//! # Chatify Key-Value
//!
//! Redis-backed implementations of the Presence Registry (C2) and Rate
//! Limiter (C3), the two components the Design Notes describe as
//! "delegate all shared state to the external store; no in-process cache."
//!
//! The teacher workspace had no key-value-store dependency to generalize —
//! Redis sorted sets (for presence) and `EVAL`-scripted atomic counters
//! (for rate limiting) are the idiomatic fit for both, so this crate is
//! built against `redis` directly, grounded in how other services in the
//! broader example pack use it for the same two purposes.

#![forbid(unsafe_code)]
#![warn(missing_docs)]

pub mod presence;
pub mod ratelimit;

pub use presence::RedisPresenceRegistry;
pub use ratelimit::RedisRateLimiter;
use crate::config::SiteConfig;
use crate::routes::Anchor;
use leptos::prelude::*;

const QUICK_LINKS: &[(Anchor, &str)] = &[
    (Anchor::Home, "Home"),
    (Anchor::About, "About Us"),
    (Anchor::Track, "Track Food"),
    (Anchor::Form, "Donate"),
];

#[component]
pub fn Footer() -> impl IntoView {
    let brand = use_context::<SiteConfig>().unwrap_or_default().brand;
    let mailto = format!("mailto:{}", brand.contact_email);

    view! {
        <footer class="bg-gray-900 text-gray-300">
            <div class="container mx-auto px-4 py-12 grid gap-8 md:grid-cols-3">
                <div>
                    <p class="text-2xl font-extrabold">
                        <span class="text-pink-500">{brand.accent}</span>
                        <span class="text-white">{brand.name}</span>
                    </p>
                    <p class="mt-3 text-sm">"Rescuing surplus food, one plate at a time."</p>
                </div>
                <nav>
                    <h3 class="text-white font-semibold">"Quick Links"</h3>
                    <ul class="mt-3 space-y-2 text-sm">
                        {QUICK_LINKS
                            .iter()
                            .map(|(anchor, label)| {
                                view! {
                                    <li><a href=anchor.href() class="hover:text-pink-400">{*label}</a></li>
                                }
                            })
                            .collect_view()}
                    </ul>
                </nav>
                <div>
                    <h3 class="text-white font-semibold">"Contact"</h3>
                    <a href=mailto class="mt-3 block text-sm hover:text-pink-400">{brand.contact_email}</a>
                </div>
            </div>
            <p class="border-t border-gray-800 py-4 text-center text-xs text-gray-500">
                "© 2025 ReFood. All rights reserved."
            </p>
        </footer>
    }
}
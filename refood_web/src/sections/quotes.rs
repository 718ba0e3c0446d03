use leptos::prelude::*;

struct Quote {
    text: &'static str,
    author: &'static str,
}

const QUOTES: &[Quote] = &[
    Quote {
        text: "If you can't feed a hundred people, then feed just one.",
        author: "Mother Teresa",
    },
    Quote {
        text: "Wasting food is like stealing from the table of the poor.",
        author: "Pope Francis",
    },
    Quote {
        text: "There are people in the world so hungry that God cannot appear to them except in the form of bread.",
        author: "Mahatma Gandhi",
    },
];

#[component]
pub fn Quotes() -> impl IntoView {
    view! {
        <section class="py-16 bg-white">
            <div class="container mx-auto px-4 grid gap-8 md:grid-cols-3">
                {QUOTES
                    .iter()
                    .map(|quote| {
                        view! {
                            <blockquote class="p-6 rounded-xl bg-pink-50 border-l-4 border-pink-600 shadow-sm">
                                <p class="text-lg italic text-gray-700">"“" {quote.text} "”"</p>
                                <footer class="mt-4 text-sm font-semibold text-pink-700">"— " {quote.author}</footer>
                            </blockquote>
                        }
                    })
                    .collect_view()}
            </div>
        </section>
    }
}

□ □ □ □ □

_Problem:_ Each line of the data that includes "white" counts once; say how many there are, giving nothing but the number.

_Result of this exercise:_ 4